Within these entries, how many lines contain the word "Ordering"? Answer with the number alone.

*** Records to use ***

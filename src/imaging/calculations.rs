//! Pure calculation functions for image dimensions.
//!
//! All functions here are pure and testable without any I/O or images.

/// Whether an image of `original` size must be scaled down to fit `bounds`.
///
/// An image that already fits in both directions is used as-is, even when
/// the caller asked for a crop.
pub fn needs_resize(original: (u32, u32), bounds: (u32, u32)) -> bool {
    original.0 > bounds.0 || original.1 > bounds.1
}

/// Calculate "fit" dimensions: the largest size with the source aspect ratio
/// that fits inside `bounds`.
///
/// Never upscales and never returns a zero side. When the source exceeds the
/// box, the constraining side lands exactly on its bound and the other side
/// is rounded to the nearest pixel.
///
/// # Arguments
/// * `original` - Source dimensions (width, height)
/// * `bounds` - Bounding box (width, height), both non-zero
///
/// # Examples
/// ```
/// # use image_variants::imaging::fit_dimensions;
/// // 2000x1000 into a 140x110 box → width-limited
/// assert_eq!(fit_dimensions((2000, 1000), (140, 110)), (140, 70));
///
/// // Already small enough → unchanged
/// assert_eq!(fit_dimensions((100, 50), (140, 110)), (100, 50));
/// ```
pub fn fit_dimensions(original: (u32, u32), bounds: (u32, u32)) -> (u32, u32) {
    let (src_w, src_h) = original;
    let (max_w, max_h) = bounds;

    if src_w == 0 || src_h == 0 || !needs_resize(original, bounds) {
        return original;
    }

    let width_ratio = max_w as f64 / src_w as f64;
    let height_ratio = max_h as f64 / src_h as f64;
    let ratio = width_ratio.min(height_ratio);

    let w = ((src_w as f64 * ratio).round() as u32).clamp(1, max_w.max(1));
    let h = ((src_h as f64 * ratio).round() as u32).clamp(1, max_h.max(1));
    (w, h)
}
//! Derived-filename convention for cached variants.
//!
//! A variant lives next to its source and its name *is* the cache key:
//!
//! ```text
//! uploads/2014/05/sunset.JPG                 ← source
//! uploads/2014/05/sunset-140x70.jpg          ← fit variant (actual size 140x70)
//! uploads/2014/05/sunset-140x110-crop.jpg    ← crop variant (exactly 140x110)
//! ```
//!
//! Fit and crop variants carry different names, so a fit result that happens
//! to match a crop box can never be mistaken for a crop (or the reverse).
//! Extensions are lower-cased on the derived name.
//!
//! Generated files are first written to a hidden temp sibling
//! (`.tmp-<pid>-<seq>-<final name>`) and renamed into place; temp names are
//! never parsed as variants.

use crate::imaging::{Dimensions, ResizeMode, needs_resize};
use percent_encoding::{AsciiSet, CONTROLS, utf8_percent_encode};
use std::path::{Path, PathBuf};
use std::sync::atomic::{AtomicU64, Ordering};

/// Suffix marking a crop-mode variant.
const CROP_TAG: &str = "crop";

/// Prefix of in-flight temp files.
const TEMP_PREFIX: &str = ".tmp-";

static TEMP_SEQ: AtomicU64 = AtomicU64::new(0);

/// A parsed derived filename like `sunset-140x110-crop.jpg`.
#[derive(Debug, Clone, PartialEq, Eq)]
pub struct DerivedName {
    /// Source base name without extension (`sunset`).
    pub stem: String,
    pub dims: Dimensions,
    pub mode: ResizeMode,
    /// Lower-case extension without the dot; empty if the source had none.
    pub extension: String,
}

/// File name of a variant: `<stem>-<W>x<H>[-crop][.<ext>]`.
pub fn derived_file_name(stem: &str, dims: Dimensions, mode: ResizeMode, extension: &str) -> String {
    let mut name = format!("{}-{}x{}", stem, dims.width, dims.height);
    if mode.is_crop() {
        name.push('-');
        name.push_str(CROP_TAG);
    }
    if !extension.is_empty() {
        name.push('.');
        name.push_str(&extension.to_lowercase());
    }
    name
}

/// Full path of the variant of `source` at `dims` in `mode`.
///
/// Pure function of the source directory, stem, extension, size and mode.
pub fn derived_path(source: &Path, dims: Dimensions, mode: ResizeMode) -> PathBuf {
    let stem = source
        .file_stem()
        .map(|s| s.to_string_lossy())
        .unwrap_or_default();
    let extension = source
        .extension()
        .map(|e| e.to_string_lossy())
        .unwrap_or_default();
    source.with_file_name(derived_file_name(&stem, dims, mode, &extension))
}

/// Parse a variant file name. Returns `None` for anything that is not one,
/// including hidden and temp files.
pub fn parse_derived_name(file_name: &str) -> Option<DerivedName> {
    if file_name.starts_with('.') {
        return None;
    }
    let (base, extension) = match file_name.rsplit_once('.') {
        Some((base, ext)) if !ext.is_empty() => (base, ext),
        _ => (file_name, ""),
    };
    let (base, mode) = match base.strip_suffix(CROP_TAG).and_then(|b| b.strip_suffix('-')) {
        Some(rest) => (rest, ResizeMode::Crop),
        None => (base, ResizeMode::Fit),
    };
    let (stem, size) = base.rsplit_once('-')?;
    if stem.is_empty() {
        return None;
    }
    let (w, h) = size.split_once('x')?;
    Some(DerivedName {
        stem: stem.to_string(),
        dims: Dimensions::new(parse_side(w)?, parse_side(h)?),
        mode,
        extension: extension.to_lowercase(),
    })
}

fn parse_side(digits: &str) -> Option<u32> {
    if digits.is_empty() || !digits.bytes().all(|b| b.is_ascii_digit()) {
        return None;
    }
    digits.parse().ok().filter(|&n| n > 0)
}

impl DerivedName {
    /// Whether this name belongs to `source` (same stem, same extension up
    /// to case).
    pub fn names_source(&self, source: &Path) -> bool {
        let stem = source.file_stem().map(|s| s.to_string_lossy());
        let extension = source
            .extension()
            .map(|e| e.to_string_lossy().to_lowercase())
            .unwrap_or_default();
        stem.as_deref() == Some(self.stem.as_str()) && self.extension == extension
    }

    /// Whether a source of `original` size could have produced this variant.
    ///
    /// Any crop qualifies. A fit must be smaller than the source and keep its
    /// aspect ratio up to rounding, so `banner-728x90.jpg` next to a 1000x500
    /// `banner.jpg` is an upload, not a variant.
    pub fn matches_source(&self, original: Dimensions) -> bool {
        match self.mode {
            ResizeMode::Crop => true,
            ResizeMode::Fit => {
                let (w, h) = (u64::from(self.dims.width), u64::from(self.dims.height));
                let (src_w, src_h) = (u64::from(original.width), u64::from(original.height));
                // The unconstrained side is off by at most half a pixel, or clamped to 1.
                let skew = (w * src_h).abs_diff(h * src_w);
                needs_resize(original.as_tuple(), self.dims.as_tuple())
                    && w <= src_w
                    && h <= src_h
                    && (2 * skew <= src_w.max(src_h) || w == 1 || h == 1)
            }
        }
    }
}

/// Whether `file_name` is a derived variant of `source`, whose full size is
/// `original`.
pub fn is_variant_of(source: &Path, original: Dimensions, file_name: &str) -> bool {
    parse_derived_name(file_name)
        .is_some_and(|parsed| parsed.names_source(source) && parsed.matches_source(original))
}

/// Unique hidden sibling of `final_path` used while a variant is written.
///
/// Keeps the final name (and therefore extension) as its tail so the
/// encoder picks the same format.
pub fn temp_path(final_path: &Path) -> PathBuf {
    let name = final_path
        .file_name()
        .map(|n| n.to_string_lossy())
        .unwrap_or_default();
    let seq = TEMP_SEQ.fetch_add(1, Ordering::Relaxed);
    final_path.with_file_name(format!(
        "{}{}-{}-{}",
        TEMP_PREFIX,
        std::process::id(),
        seq,
        name
    ))
}

/// Inverse of [`temp_path`].
pub fn final_path_of_temp(temp: &Path) -> Option<PathBuf> {
    let name = temp.file_name()?.to_str()?;
    let rest = name.strip_prefix(TEMP_PREFIX)?;
    let (_pid, rest) = rest.split_once('-')?;
    let (_seq, final_name) = rest.split_once('-')?;
    if final_name.is_empty() {
        return None;
    }
    Some(temp.with_file_name(final_name))
}

/// Bytes escaped when a file name becomes a URL path segment.
const PATH_SEGMENT: &AsciiSet = &CONTROLS
    .add(b' ')
    .add(b'"')
    .add(b'#')
    .add(b'%')
    .add(b'/')
    .add(b'<')
    .add(b'>')
    .add(b'?')
    .add(b'`')
    .add(b'{')
    .add(b'}');

/// Replace the last path segment of `url` with `file_name`, keeping any
/// query string or fragment. The file name is percent-encoded.
///
/// - `http://x.com/a/b.jpg` + `b-10x10.jpg` → `http://x.com/a/b-10x10.jpg`
/// - `/a/b.jpg?v=2` + `b-10x10.jpg` → `/a/b-10x10.jpg?v=2`
/// - `/a/my%20b.jpg` + `my b-10x10.jpg` → `/a/my%20b-10x10.jpg`
pub fn substitute_basename(url: &str, file_name: &str) -> String {
    let split_at = url.find(|c| c == '?' || c == '#').unwrap_or(url.len());
    let (base, suffix) = url.split_at(split_at);
    let segment = utf8_percent_encode(file_name, PATH_SEGMENT);
    match base.rfind('/') {
        Some(slash) => format!("{}{}{}", &base[..=slash], segment, suffix),
        None => format!("{}{}", segment, suffix),
    }
}

#[cfg(test)]
mod tests {
    use super::*;
    use crate::imaging::fit_dimensions;

    fn dims(w: u32, h: u32) -> Dimensions {
        Dimensions::new(w, h)
    }

    // =========================================================================
    // derived_path
    // =========================================================================

    #[test]
    fn fit_variant_path() {
        let p = derived_path(Path::new("/srv/up/sunset.jpg"), dims(140, 70), ResizeMode::Fit);
        assert_eq!(p, PathBuf::from("/srv/up/sunset-140x70.jpg"));
    }

    #[test]
    fn crop_variant_path_is_tagged() {
        let p = derived_path(
            Path::new("/srv/up/sunset.jpg"),
            dims(140, 110),
            ResizeMode::Crop,
        );
        assert_eq!(p, PathBuf::from("/srv/up/sunset-140x110-crop.jpg"));
    }

    #[test]
    fn fit_and_crop_keys_differ_for_same_box() {
        let src = Path::new("/srv/a.png");
        assert_ne!(
            derived_path(src, dims(100, 100), ResizeMode::Fit),
            derived_path(src, dims(100, 100), ResizeMode::Crop)
        );
    }

    #[test]
    fn extension_is_lowercased() {
        let p = derived_path(Path::new("/srv/IMG_01.JPG"), dims(10, 20), ResizeMode::Fit);
        assert_eq!(p, PathBuf::from("/srv/IMG_01-10x20.jpg"));
    }

    #[test]
    fn dotted_stem_keeps_inner_dots() {
        let p = derived_path(Path::new("/srv/my.photo.v2.png"), dims(5, 5), ResizeMode::Fit);
        assert_eq!(p, PathBuf::from("/srv/my.photo.v2-5x5.png"));
    }

    #[test]
    fn derived_path_is_deterministic() {
        let src = Path::new("/srv/up/sunset.jpg");
        let a = derived_path(src, dims(300, 200), ResizeMode::Fit);
        let b = derived_path(src, dims(300, 200), ResizeMode::Fit);
        assert_eq!(a, b);
    }

    // =========================================================================
    // parse_derived_name
    // =========================================================================

    #[test]
    fn parse_fit_name() {
        assert_eq!(
            parse_derived_name("sunset-140x70.jpg"),
            Some(DerivedName {
                stem: "sunset".into(),
                dims: dims(140, 70),
                mode: ResizeMode::Fit,
                extension: "jpg".into(),
            })
        );
    }

    #[test]
    fn parse_crop_name() {
        let parsed = parse_derived_name("my-trip-140x110-crop.png").unwrap();
        assert_eq!(parsed.stem, "my-trip");
        assert_eq!(parsed.dims, dims(140, 110));
        assert_eq!(parsed.mode, ResizeMode::Crop);
    }

    #[test]
    fn parse_inverts_derived_file_name() {
        let name = derived_file_name("a-b", dims(12, 34), ResizeMode::Crop, "webp");
        let parsed = parse_derived_name(&name).unwrap();
        assert_eq!(parsed.stem, "a-b");
        assert_eq!(parsed.dims, dims(12, 34));
        assert_eq!(parsed.mode, ResizeMode::Crop);
        assert_eq!(parsed.extension, "webp");
    }

    #[test]
    fn parse_rejects_non_variants() {
        assert_eq!(parse_derived_name("sunset.jpg"), None);
        assert_eq!(parse_derived_name("sunset-large.jpg"), None);
        assert_eq!(parse_derived_name("sunset-10x.jpg"), None);
        assert_eq!(parse_derived_name("sunset-0x10.jpg"), None);
        assert_eq!(parse_derived_name("sunset-+1x2.jpg"), None);
        assert_eq!(parse_derived_name("-10x10.jpg"), None);
        assert_eq!(parse_derived_name(".hidden-10x10.jpg"), None);
    }

    #[test]
    fn parse_ignores_temp_files() {
        let tmp = temp_path(Path::new("/x/sunset-10x10.jpg"));
        let name = tmp.file_name().unwrap().to_str().unwrap();
        assert_eq!(parse_derived_name(name), None);
    }

    #[test]
    fn variant_of_matches_stem_and_extension() {
        let src = Path::new("/srv/sunset.JPG");
        let original = dims(2000, 1000);
        assert!(is_variant_of(src, original, "sunset-140x70.jpg"));
        assert!(is_variant_of(src, original, "sunset-140x110-crop.jpg"));
        assert!(!is_variant_of(src, original, "sunset-140x70.png"));
        assert!(!is_variant_of(src, original, "sunrise-140x70.jpg"));
        assert!(!is_variant_of(src, original, "sunset.jpg"));
    }

    #[test]
    fn fit_variant_must_keep_source_aspect() {
        let src = Path::new("/srv/banner.jpg");
        let original = dims(1000, 500);
        assert!(is_variant_of(src, original, "banner-180x90.jpg"));
        assert!(is_variant_of(src, original, "banner-728x90-crop.jpg"));
        assert!(!is_variant_of(src, original, "banner-728x90.jpg"));
        // Not smaller than the source, so never generated.
        assert!(!is_variant_of(src, original, "banner-1000x500.jpg"));
    }

    #[test]
    fn fit_aspect_check_tolerates_rounding() {
        // Every size the fit math produces is recognised as a fit of its source.
        for original in [
            dims(2000, 1000),
            dims(3, 1000),
            dims(1234, 567),
            dims(640, 481),
            dims(1000, 13),
            dims(1000, 17),
        ] {
            for bounds in [(140, 110), (1, 500), (100, 100), (333, 17)] {
                let (w, h) = fit_dimensions(original.as_tuple(), bounds);
                if !needs_resize(original.as_tuple(), bounds) {
                    continue;
                }
                let name = derived_file_name("a", dims(w, h), ResizeMode::Fit, "jpg");
                assert!(
                    parse_derived_name(&name).unwrap().matches_source(original),
                    "{name} from {original:?} into {bounds:?}"
                );
            }
        }
    }

    // =========================================================================
    // temp paths
    // =========================================================================

    #[test]
    fn temp_path_roundtrips_and_keeps_extension() {
        let final_path = Path::new("/srv/up/sunset-140x70.jpg");
        let tmp = temp_path(final_path);
        assert_eq!(tmp.parent(), final_path.parent());
        assert_eq!(tmp.extension().unwrap(), "jpg");
        assert_eq!(final_path_of_temp(&tmp).as_deref(), Some(final_path));
    }

    #[test]
    fn temp_paths_are_unique() {
        let final_path = Path::new("/srv/a-1x1.png");
        assert_ne!(temp_path(final_path), temp_path(final_path));
    }

    #[test]
    fn final_path_of_regular_file_is_none() {
        assert_eq!(final_path_of_temp(Path::new("/srv/a-1x1.png")), None);
    }

    // =========================================================================
    // substitute_basename
    // =========================================================================

    #[test]
    fn substitute_absolute_url() {
        assert_eq!(
            substitute_basename("http://example.com/up/sunset.jpg", "sunset-140x70.jpg"),
            "http://example.com/up/sunset-140x70.jpg"
        );
    }

    #[test]
    fn substitute_keeps_query_and_fragment() {
        assert_eq!(
            substitute_basename("/up/sunset.jpg?ver=3#top", "sunset-1x1.jpg"),
            "/up/sunset-1x1.jpg?ver=3#top"
        );
    }

    #[test]
    fn substitute_only_touches_last_segment() {
        // The basename also appears as a directory name.
        assert_eq!(
            substitute_basename("http://x.com/sunset.jpg/sunset.jpg", "s-1x1.jpg"),
            "http://x.com/sunset.jpg/s-1x1.jpg"
        );
    }

    #[test]
    fn substitute_bare_name() {
        assert_eq!(substitute_basename("a.jpg", "a-1x1.jpg"), "a-1x1.jpg");
    }

    #[test]
    fn substitute_encodes_file_name() {
        assert_eq!(
            substitute_basename("http://x.com/up/my%20photo.png", "my photo-140x70.png"),
            "http://x.com/up/my%20photo-140x70.png"
        );
        assert_eq!(
            substitute_basename("/up/café.jpg", "café-10x5.jpg"),
            "/up/caf%C3%A9-10x5.jpg"
        );
        assert_eq!(
            substitute_basename("/up/100%.jpg", "100%-1x1.jpg"),
            "/up/100%25-1x1.jpg"
        );
    }
}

*** End of Records to use ***

Completed exercise | 2